Social Class and the French Revolution Theme Icon

Baroness Orczy’s historical novel The Scarlet Pimpernel takes place in 1792, approximately three years into the French Revolution. For years prior to the Revolution, French peasants lived a meager existence at the hands of the French aristocracy. In 1789, the French lower class began to revolt, and by 1792, King Louis XVI was imprisoned and the French Republic was formed. Orczy’s novel opens during a time in history known as the Reign of Terror, when hundreds of aristocrats and royal supporters were condemned and beheaded daily in the streets of Paris. While it is debatable whether the violence of the Reign of Terror was justified, the historical consensus is generally sympathetic toward the Republic and the plight of the lower class. Orczy, however, clearly favors an opposite opinion. The Scarlet Pimpernel takes place both in France and Great Britain, and it is through the juxtaposition of these two countries that Orczy makes her allegiance known. With her portrayal of the “bloodthirsty” French Republic and, by comparison, the noble and sophisticated British Royal society, Orczy ultimately argues on behalf of the aristocracy and implies that the French Revolution was an unjustified atrocity that merely allowed murderous peasants to kill their alleged oppressors.

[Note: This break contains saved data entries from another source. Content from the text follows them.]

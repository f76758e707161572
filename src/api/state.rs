//! Application state for the Timesheet Normalization Engine API.
//!
//! This module defines the shared application state that is available
//! to all request handlers.

use std::sync::Arc;

use crate::config::{ConfigLoader, EngineConfig};
use crate::identity::{
    EmployeeIdentityIndex, RosterRegistry, SimilarityStrategy, WeightedSimilarity,
};
use crate::normalization::Normalizer;
use crate::store::{InMemoryTimesheetStore, TimesheetStore};

/// Shared application state.
///
/// Contains resources that are shared across all request handlers: the
/// loaded policies, the timesheet store and every organization's roster.
#[derive(Debug, Clone)]
pub struct AppState {
    config: Arc<ConfigLoader>,
    normalizer: Arc<Normalizer>,
    store: Arc<dyn TimesheetStore>,
    rosters: Arc<RosterRegistry>,
    strategy: Arc<dyn SimilarityStrategy>,
}

impl AppState {
    /// Creates a new application state backed by an in-memory store.
    pub fn new(config: ConfigLoader) -> Self {
        Self::with_store(config, Arc::new(InMemoryTimesheetStore::new()))
    }

    /// Creates a new application state backed by the given store.
    pub fn with_store(config: ConfigLoader, store: Arc<dyn TimesheetStore>) -> Self {
        let normalizer = Normalizer::from_config(config.config());
        let strategy = WeightedSimilarity::from_weights(&config.config().identity().similarity);

        Self {
            config: Arc::new(config),
            normalizer: Arc::new(normalizer),
            store,
            rosters: Arc::new(RosterRegistry::new()),
            strategy: Arc::new(strategy),
        }
    }

    /// Returns the loaded engine configuration.
    pub fn config(&self) -> &EngineConfig {
        self.config.config()
    }

    /// Returns the normalization pipeline.
    pub fn normalizer(&self) -> &Normalizer {
        &self.normalizer
    }

    /// Returns the timesheet store.
    pub fn store(&self) -> &dyn TimesheetStore {
        self.store.as_ref()
    }

    /// Returns the identity index of one organization.
    pub fn index_for(&self, organization_id: &str) -> EmployeeIdentityIndex {
        self.rosters.index_for(
            organization_id,
            self.store.clone(),
            self.strategy.clone(),
            self.config().identity().default_search_limit,
        )
    }
}
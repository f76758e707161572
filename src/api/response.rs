//! Response types for the Timesheet Normalization Engine API.
//!
//! This module defines the error response structures and the mapping from
//! [`EngineError`] to HTTP status codes.

use axum::{
    Json,
    http::StatusCode,
    response::{IntoResponse, Response},
};
use serde::{Deserialize, Serialize};

use crate::error::EngineError;
use crate::models::ResolvedDate;
use crate::normalization::DateRule;

/// Response body for `POST /dates/resolve`.
#[derive(Debug, Clone, Serialize, Deserialize)]
pub struct ResolveDateResponse {
    /// The canonicalized date.
    #[serde(flatten)]
    pub date: ResolvedDate,
    /// The rule that produced it.
    pub rule: DateRule,
}

/// API error response structure.
#[derive(Debug, Clone, Serialize, Deserialize)]
pub struct ApiError {
    /// Error code for programmatic handling.
    pub code: String,
    /// Human-readable error message.
    pub message: String,
    /// Optional details about the error.
    #[serde(skip_serializing_if = "Option::is_none")]
    pub details: Option<String>,
    /// Records rewritten before a partial correction failed.
    #[serde(skip_serializing_if = "Option::is_none")]
    pub updated_count: Option<usize>,
}

impl ApiError {
    /// Creates a new API error.
    pub fn new(code: impl Into<String>, message: impl Into<String>) -> Self {
        Self {
            code: code.into(),
            message: message.into(),
            details: None,
            updated_count: None,
        }
    }

    /// Creates a new API error with details.
    pub fn with_details(
        code: impl Into<String>,
        message: impl Into<String>,
        details: impl Into<String>,
    ) -> Self {
        Self {
            details: Some(details.into()),
            ..Self::new(code, message)
        }
    }

    /// Creates a validation error response.
    pub fn validation_error(message: impl Into<String>) -> Self {
        Self::new("VALIDATION_ERROR", message)
    }

    /// Creates a malformed JSON error response.
    pub fn malformed_json(message: impl Into<String>) -> Self {
        Self::new("MALFORMED_JSON", message)
    }
}

/// API error with HTTP status code.
#[derive(Debug)]
pub struct ApiErrorResponse {
    /// The HTTP status code.
    pub status: StatusCode,
    /// The error body.
    pub error: ApiError,
}

impl ApiErrorResponse {
    /// Creates a response from a status and body.
    pub fn new(status: StatusCode, error: ApiError) -> Self {
        Self { status, error }
    }
}

impl IntoResponse for ApiErrorResponse {
    fn into_response(self) -> Response {
        (self.status, Json(self.error)).into_response()
    }
}

impl From<EngineError> for ApiErrorResponse {
    fn from(error: EngineError) -> Self {
        let message = error.to_string();
        match error {
            EngineError::ConfigNotFound { .. } | EngineError::ConfigParseError { .. } => {
                ApiErrorResponse::new(
                    StatusCode::INTERNAL_SERVER_ERROR,
                    ApiError::with_details("CONFIG_ERROR", "Configuration error", message),
                )
            }
            EngineError::UnrecognizedTime { field, .. } => ApiErrorResponse::new(
                StatusCode::UNPROCESSABLE_ENTITY,
                ApiError::with_details(
                    "UNRECOGNIZED_TIME",
                    message,
                    format!("Enter the value of '{}' manually", field),
                ),
            ),
            EngineError::InvalidEmployeeName { .. } => ApiErrorResponse::new(
                StatusCode::BAD_REQUEST,
                ApiError::new("INVALID_EMPLOYEE_NAME", message),
            ),
            EngineError::EmployeeNotFound { .. } => ApiErrorResponse::new(
                StatusCode::NOT_FOUND,
                ApiError::new("EMPLOYEE_NOT_FOUND", message),
            ),
            EngineError::TimesheetNotFound { .. } => ApiErrorResponse::new(
                StatusCode::NOT_FOUND,
                ApiError::new("TIMESHEET_NOT_FOUND", message),
            ),
            EngineError::DuplicateTimesheet { .. } => ApiErrorResponse::new(
                StatusCode::CONFLICT,
                ApiError::new("DUPLICATE_TIMESHEET", message),
            ),
            EngineError::VersionConflict { .. } => ApiErrorResponse::new(
                StatusCode::CONFLICT,
                ApiError::with_details(
                    "VERSION_CONFLICT",
                    message,
                    "Reload the timesheet and reapply the edit",
                ),
            ),
            EngineError::InvalidEdit { .. } => ApiErrorResponse::new(
                StatusCode::BAD_REQUEST,
                ApiError::new("INVALID_EDIT", message),
            ),
            EngineError::InvalidCorrection { .. } => ApiErrorResponse::new(
                StatusCode::BAD_REQUEST,
                ApiError::new("INVALID_CORRECTION", message),
            ),
            EngineError::PartialCorrection { updated_count, .. } => ApiErrorResponse::new(
                StatusCode::INTERNAL_SERVER_ERROR,
                ApiError {
                    updated_count: Some(updated_count),
                    ..ApiError::with_details(
                        "PARTIAL_CORRECTION",
                        message,
                        "Retry the correction to resume",
                    )
                },
            ),
            EngineError::Storage { .. } => ApiErrorResponse::new(
                StatusCode::SERVICE_UNAVAILABLE,
                ApiError::new("STORAGE_ERROR", message),
            ),
        }
    }
}

#[cfg(test)]
mod tests {
    use super::*;
    use uuid::Uuid;

    #[test]
    fn test_api_error_serialization() {
        let error = ApiError::new("TEST_ERROR", "Test message");
        let json = serde_json::to_string(&error).unwrap();
        assert!(json.contains("\"code\":\"TEST_ERROR\""));
        assert!(json.contains("\"message\":\"Test message\""));
        assert!(!json.contains("details"));
        assert!(!json.contains("updated_count"));
    }

    #[test]
    fn test_api_error_with_details_serialization() {
        let error = ApiError::with_details("TEST_ERROR", "Test message", "Some details");
        let json = serde_json::to_string(&error).unwrap();
        assert!(json.contains("\"details\":\"Some details\""));
    }

    #[test]
    fn test_unrecognized_time_is_unprocessable() {
        let response: ApiErrorResponse = EngineError::UnrecognizedTime {
            field: "time_in".to_string(),
            raw: "??".to_string(),
        }
        .into();
        assert_eq!(response.status, StatusCode::UNPROCESSABLE_ENTITY);
        assert_eq!(response.error.code, "UNRECOGNIZED_TIME");
    }

    #[test]
    fn test_version_conflict_is_conflict() {
        let response: ApiErrorResponse = EngineError::VersionConflict {
            timesheet_id: Uuid::nil(),
            expected: 1,
            actual: 2,
        }
        .into();
        assert_eq!(response.status, StatusCode::CONFLICT);
        assert_eq!(response.error.code, "VERSION_CONFLICT");
    }

    #[test]
    fn test_partial_correction_carries_count() {
        let response: ApiErrorResponse = EngineError::PartialCorrection {
            updated_count: 3,
            message: "store unavailable".to_string(),
        }
        .into();
        assert_eq!(response.error.updated_count, Some(3));
        let json = serde_json::to_string(&response.error).unwrap();
        assert!(json.contains("\"updated_count\":3"));
    }
}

Orczy portrays the French Republic and its leaders as violent and uncivilized, which reflects a distaste for the Revolution and support of the aristocracy. The people of the French Republic are described as being “human only in name” and are “savage creatures, animated by vile passions and by the lust of vengeance and of hate.” The rebellion is depicted as animalistic, and their grievances—to be treated with equality and respect—are likened to sin fueled by a desire for revenge against the aristocracy, rather than the desire for liberty and justice. Orczy writes of the “ghastly work” of the guillotine—the preferred form of execution during the Revolution—and claims that the “ancient names and blue blood” that France “boasted” in the past “paid toll to [the guillotine’s] desire for liberty and for fraternity.” Orczy’s sympathy for the fallen aristocrats is clear, and she implies that freedom and equality for all is not worth sacrificing those of noble birth. The novel’s antagonist, the villainous Chauvelin, is a representative of the newly formed French government, and he serves as an example of “the bloodthirsty leaders of that monster republic.” Chauvelin believes the French aristocracy to be a “bitter enemy of France” and wants to see “every one of them annihilated.” Like the French people, Orczy depicts the French government as violent and unjustified in their rebellion.

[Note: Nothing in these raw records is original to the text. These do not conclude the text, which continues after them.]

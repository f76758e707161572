//! Timesheet models: the raw extraction record and the stored normalized
//! record.

use chrono::{DateTime, Utc};
use serde::{Deserialize, Serialize};
use uuid::Uuid;

use super::{AuditTrace, EmployeeEntry};

/// One raw `{date, time_in, time_out}` triple as extracted.
#[derive(Debug, Clone, Default, PartialEq, Eq, Serialize, Deserialize)]
pub struct RawTimeLine {
    /// Raw date text.
    #[serde(default)]
    pub date: String,
    /// Raw clock-in text.
    #[serde(default)]
    pub time_in: String,
    /// Raw clock-out text.
    #[serde(default)]
    pub time_out: String,
}

/// One raw employee line item as extracted.
#[derive(Debug, Clone, Default, PartialEq, Eq, Serialize, Deserialize)]
pub struct RawEmployeeLine {
    /// Raw employee name.
    pub employee_name: String,
    /// Raw billing code.
    #[serde(default)]
    pub service_code: String,
    /// Whether a signature was detected.
    #[serde(default)]
    pub signature_present: bool,
    /// Raw visit lines.
    #[serde(default)]
    pub entries: Vec<RawTimeLine>,
}

/// A raw timesheet as produced by the extraction collaborator.
#[derive(Debug, Clone, Default, PartialEq, Eq, Serialize, Deserialize)]
pub struct RawTimesheet {
    /// Client/patient name.
    #[serde(default)]
    pub client_name: String,
    /// Employee line items.
    #[serde(default)]
    pub employees: Vec<RawEmployeeLine>,
}

/// A visit line that could not be normalized.
///
/// Clock times are never defaulted; a line whose time cannot be resolved is
/// kept here for manual entry instead of being dropped or guessed.
#[derive(Debug, Clone, PartialEq, Eq, Serialize, Deserialize)]
pub struct RejectedLine {
    /// Index of the employee line item.
    pub employee_index: usize,
    /// Index of the visit line within the employee line item.
    pub line_index: usize,
    /// The field that failed ("time_in" or "time_out").
    pub field: String,
    /// The raw value.
    pub raw: String,
    /// Why it was rejected.
    pub reason: String,
}

/// A normalized timesheet ready for review.
#[derive(Debug, Clone, PartialEq, Serialize, Deserialize)]
pub struct Timesheet {
    /// Unique identifier for the timesheet.
    pub id: Uuid,
    /// The owning organization.
    pub organization_id: String,
    /// Client/patient name.
    pub client_name: String,
    /// Optimistic-concurrency version, incremented on every write.
    pub version: u64,
    /// When the timesheet was last written.
    pub updated_at: DateTime<Utc>,
    /// Employee line items.
    pub employees: Vec<EmployeeEntry>,
    /// Visit lines that need manual entry.
    #[serde(default)]
    pub rejected_lines: Vec<RejectedLine>,
    /// Normalization decisions and warnings.
    #[serde(default)]
    pub audit_trace: AuditTrace,
}

impl Timesheet {
    /// Returns true if a reviewer must act before the timesheet can be
    /// billed: an unresolved employee, a rejected line, or a date that is
    /// ambiguous or carries an inferred year.
    pub fn requires_review(&self) -> bool {
        !self.rejected_lines.is_empty()
            || self.employees.iter().any(|employee| {
                employee.resolved_employee_id.is_none()
                    || employee
                        .active_time_entries()
                        .any(|e| !e.date.is_billable() || e.date.inferred_year)
            })
    }

    /// Total billing units across all employees.
    pub fn total_units(&self) -> u32 {
        self.employees.iter().map(EmployeeEntry::total_units).sum()
    }
}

In contrast, Orczy portrays British society, especially those of noble birth, as righteous and heroic, and this representation speaks to what she sees as the inherent goodness of the aristocracy. The novel’s protagonist, the Scarlet Pimpernel, is a mysterious Englishman who repeatedly outsmarts the French Republic and rescues “innocent” aristocrats from the guillotine. From the perspective of the Scarlet Pimpernel (and, by extension, Orczy), the guillotine is not a justified and humane form of punishment but a tool for the indiscriminate murder of the French aristocracy. Lord Anthony Dewhurst, one of the Scarlet Pimpernel’s loyal men, is the son of a Duke and “a very perfect type of a young English gentleman.” Similarly, Sir Andrew Ffoulkes, another member of the League of the Scarlet Pimpernel, is portrayed as the epitome of royal integrity and bravery. He risks his life to aid the Scarlet Pimpernel and save the Comte de Tournay, a French aristocrat sentenced to death by the French Republic. Noble characters like Sir Andrew and Lord Anthony embody only positive qualities, which more broadly reflect Orczy’s own opinion of the aristocracy. While the true identity of the Scarlet Pimpernel is unknown for most of the novel, his alter ego, Sir Percy Blakeney, Bart., comes from “a long line of English gentlemen” and has an “ineradicable pride” in his aristocratic heritage. Percy’s status as a baronet, a hereditary title of the British Crown, and his secret identity as the Scarlet Pimpernel portrays aristocrats not as oppressive rulers, but as heroes who claim the moral high ground.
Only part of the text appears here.